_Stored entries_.
==*==

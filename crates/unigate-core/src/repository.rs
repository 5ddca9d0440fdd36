//! Repository trait definitions for data access abstraction.
//!
//! All repository operations are async and return [`UnigateResult`].
//! `get_*` accessors error with `NotFound` when the record is absent;
//! `find_*` accessors return `Option` instead.

use uuid::Uuid;

use crate::error::UnigateResult;
use crate::models::{
    profile::{CreateProfile, Profile, ProfileKind},
    user::{CreateUser, OtpEffect, UpdateUser, User},
};

/// Pagination parameters for list queries.
#[derive(Debug, Clone)]
pub struct Pagination {
    pub offset: u64,
    pub limit: u64,
}

impl Default for Pagination {
    fn default() -> Self {
        Self {
            offset: 0,
            limit: 50,
        }
    }
}

/// A paginated result set.
#[derive(Debug, Clone)]
pub struct PaginatedResult<T> {
    pub items: Vec<T>,
    pub total: u64,
    pub offset: u64,
    pub limit: u64,
}

pub trait UserRepository: Send + Sync {
    fn create(&self, input: CreateUser) -> impl Future<Output = UnigateResult<User>> + Send;
    fn get_by_id(&self, id: Uuid) -> impl Future<Output = UnigateResult<User>> + Send;
    fn get_by_username(
        &self,
        username: &str,
    ) -> impl Future<Output = UnigateResult<User>> + Send;
    fn find_by_username(
        &self,
        username: &str,
    ) -> impl Future<Output = UnigateResult<Option<User>>> + Send;
    /// Indexed lookup of the user holding a pending OTP, if any.
    fn find_by_otp(
        &self,
        otp: &str,
    ) -> impl Future<Output = UnigateResult<Option<User>>> + Send;
    fn update(
        &self,
        id: Uuid,
        input: UpdateUser,
    ) -> impl Future<Output = UnigateResult<User>> + Send;
    /// Atomically consume a pending OTP: clear it and apply `effect`
    /// in one conditional update.
    ///
    /// Returns the updated user, or `None` when the stored code does
    /// not equal `otp` (including when no code is pending). Two racing
    /// consumers of the same code cannot both observe a match.
    fn consume_otp(
        &self,
        id: Uuid,
        otp: &str,
        effect: OtpEffect,
    ) -> impl Future<Output = UnigateResult<Option<User>>> + Send;
    fn list(
        &self,
        pagination: Pagination,
    ) -> impl Future<Output = UnigateResult<PaginatedResult<User>>> + Send;
}

pub trait ProfileRepository: Send + Sync {
    fn create(&self, input: CreateProfile) -> impl Future<Output = UnigateResult<Profile>> + Send;
    fn find_by_number(
        &self,
        kind: ProfileKind,
        number: &str,
    ) -> impl Future<Output = UnigateResult<Option<Profile>>> + Send;
    fn find_by_email(
        &self,
        email: &str,
    ) -> impl Future<Output = UnigateResult<Option<Profile>>> + Send;
    /// All profiles linked to `user_id`, in no guaranteed order.
    fn list_by_user(
        &self,
        user_id: Uuid,
    ) -> impl Future<Output = UnigateResult<Vec<Profile>>> + Send;
    /// Set the one-to-one profile→user link. Set once, at successful
    /// registration.
    fn link_user(
        &self,
        profile_id: Uuid,
        user_id: Uuid,
    ) -> impl Future<Output = UnigateResult<Profile>> + Send;
}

==*==

_PROBLEM TO SOLVE_. Could you copy every record above exactly as written?

_OUTPUT FOR THIS TASK_.
filename crates/unigate-core/src/repository.rs
repository 5ddca9d0440fdd36
//! Repository trait definitions for data access abstraction.
//!
//! All repository operations are async and return [`UnigateResult`].
//! `get_*` accessors error with `NotFound` when the record is absent;
//! `find_*` accessors return `Option` instead.

use uuid::Uuid;

use crate::error::UnigateResult;
use crate::models::{
    profile::{CreateProfile, Profile, ProfileKind},
    user::{CreateUser, OtpEffect, UpdateUser, User},
};

/// Pagination parameters for list queries.
#[derive(Debug, Clone)]
pub struct Pagination {
    pub offset: u64,
    pub limit: u64,
}

impl Default for Pagination {
    fn default() -> Self {
        Self {
            offset: 0,
            limit: 50,
        }
    }
}

/// A paginated result set.
#[derive(Debug, Clone)]
pub struct PaginatedResult<T> {
    pub items: Vec<T>,
    pub total: u64,
    pub offset: u64,
    pub limit: u64,
}

pub trait UserRepository: Send + Sync {
    fn create(&self, input: CreateUser) -> impl Future<Output = UnigateResult<User>> + Send;
    fn get_by_id(&self, id: Uuid) -> impl Future<Output = UnigateResult<User>> + Send;
    fn get_by_username(
        &self,
        username: &str,
    ) -> impl Future<Output = UnigateResult<User>> + Send;
    fn find_by_username(
        &self,
        username: &str,
    ) -> impl Future<Output = UnigateResult<Option<User>>> + Send;
    /// Indexed lookup of the user holding a pending OTP, if any.
    fn find_by_otp(
        &self,
        otp: &str,
    ) -> impl Future<Output = UnigateResult<Option<User>>> + Send;
    fn update(
        &self,
        id: Uuid,
        input: UpdateUser,
    ) -> impl Future<Output = UnigateResult<User>> + Send;
    /// Atomically consume a pending OTP: clear it and apply `effect`
    /// in one conditional update.
    ///
    /// Returns the updated user, or `None` when the stored code does
    /// not equal `otp` (including when no code is pending). Two racing
    /// consumers of the same code cannot both observe a match.
    fn consume_otp(
        &self,
        id: Uuid,
        otp: &str,
        effect: OtpEffect,
    ) -> impl Future<Output = UnigateResult<Option<User>>> + Send;
    fn list(
        &self,
        pagination: Pagination,
    ) -> impl Future<Output = UnigateResult<PaginatedResult<User>>> + Send;
}

pub trait ProfileRepository: Send + Sync {
    fn create(&self, input: CreateProfile) -> impl Future<Output = UnigateResult<Profile>> + Send;
    fn find_by_number(
        &self,
        kind: ProfileKind,
        number: &str,
    ) -> impl Future<Output = UnigateResult<Option<Profile>>> + Send;
    fn find_by_email(
        &self,
        email: &str,
    ) -> impl Future<Output = UnigateResult<Option<Profile>>> + Send;
    /// All profiles linked to `user_id`, in no guaranteed order.
    fn list_by_user(
        &self,
        user_id: Uuid,
    ) -> impl Future<Output = UnigateResult<Vec<Profile>>> + Send;
    /// Set the one-to-one profile→user link. Set once, at successful
    /// registration.
    fn link_user(
        &self,
        profile_id: Uuid,
        user_id: Uuid,
    ) -> impl Future<Output = UnigateResult<Profile>> + Send;
}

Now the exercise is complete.